Your objective: Search the records for "move" and copy each line that holds it.

Entries provided:
// =============================================================================
// Parser options and errors
// =============================================================================

#[test]
fn test_scripting_flag_changes_noscript() {
    let input = "<body><noscript><p>x</p></noscript>";
    assert_eq!(
        dump(input),
        body_doc(&["|     <noscript>", "|       <p>", "|         \"x\""])
    );

    let tree = HTMLParser::new(input).with_scripting(true).run();
    assert_eq!(
        dump_tree(&tree),
        body_doc(&["|     <noscript>", "|       \"<p>x</p>\""])
    );
}

#[test]
fn test_pop_observer_sees_elements_in_pop_order() {
    let popped = Rc::new(RefCell::new(Vec::new()));
    let sink = Rc::clone(&popped);
    let _ = HTMLParser::new("<p><b>x</b></p>")
        .with_pop_observer(move |tree, id| {
            if let Some(data) = tree.as_element(id) {
                sink.borrow_mut().push(data.tag_name.clone());
            }
        })
        .run();
    assert_eq!(*popped.borrow(), vec!["head", "b", "p", "body", "html"]);
}

#[test]
fn test_stray_end_tag_is_reported() {
    let codes = issue_codes("<!doctype html><p></div>");
    assert_eq!(codes, vec![ParseErrorCode::UnexpectedEndTag]);
}

#[test]
fn test_self_closing_non_void_element_is_reported() {
    assert_eq!(
        issue_codes("<!doctype html><p/>"),
        vec![ParseErrorCode::NonVoidHtmlElementStartTagWithTrailingSolidus]
    );
    assert!(issue_codes("<!doctype html><br/>").is_empty());
}

#[test]
fn test_tokenizer_errors_are_included() {
    let (_, issues) = HTMLParser::new("<!doctype html>\0").run_with_issues();
    assert!(
        issues
            .iter()
            .any(|issue| issue.code == ParseErrorCode::UnexpectedNullCharacter)
    );
}

#[test]
fn test_malformed_input_never_panics() {
    for input in [
        "</",
        "<",
        "<a<b>",
        "</html></html><html>",
        "<table><table><tr><caption></td>",
        "<select><select><table>",
        "<svg><math><desc></svg><p>",
        "<template></template></template><col>",
        "<frameset></frameset></frameset><frame>",
        "&#xFFFFFFFF;&#99999999999;",
    ] {
        let (tree, _) = HTMLParser::new(input).run_with_issues();
        assert!(tree.document_element().is_some(), "no html element for {input:?}");
    }
}

#[test]
fn test_deeply_nested_document_dumps_on_a_small_stack() {
    let depth = 4_000;
    let tree = parse(&"<div>".repeat(depth));
    let dump = std::thread::Builder::new()
        .stack_size(128 * 1024)
        .spawn(move || dump_tree(&tree))
        .expect("spawn dump thread")
        .join()
        .expect("dump thread");

    // html, head and body, then one line per div
    assert_eq!(dump.lines().count(), depth + 3);
    assert_eq!(
        dump.lines().last(),
        Some(format!("| {}<div>", "  ".repeat(depth + 1)).as_str())
    );
}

Reply:
        .with_pop_observer(move |tree, id| {
        .spawn(move || dump_tree(&tree))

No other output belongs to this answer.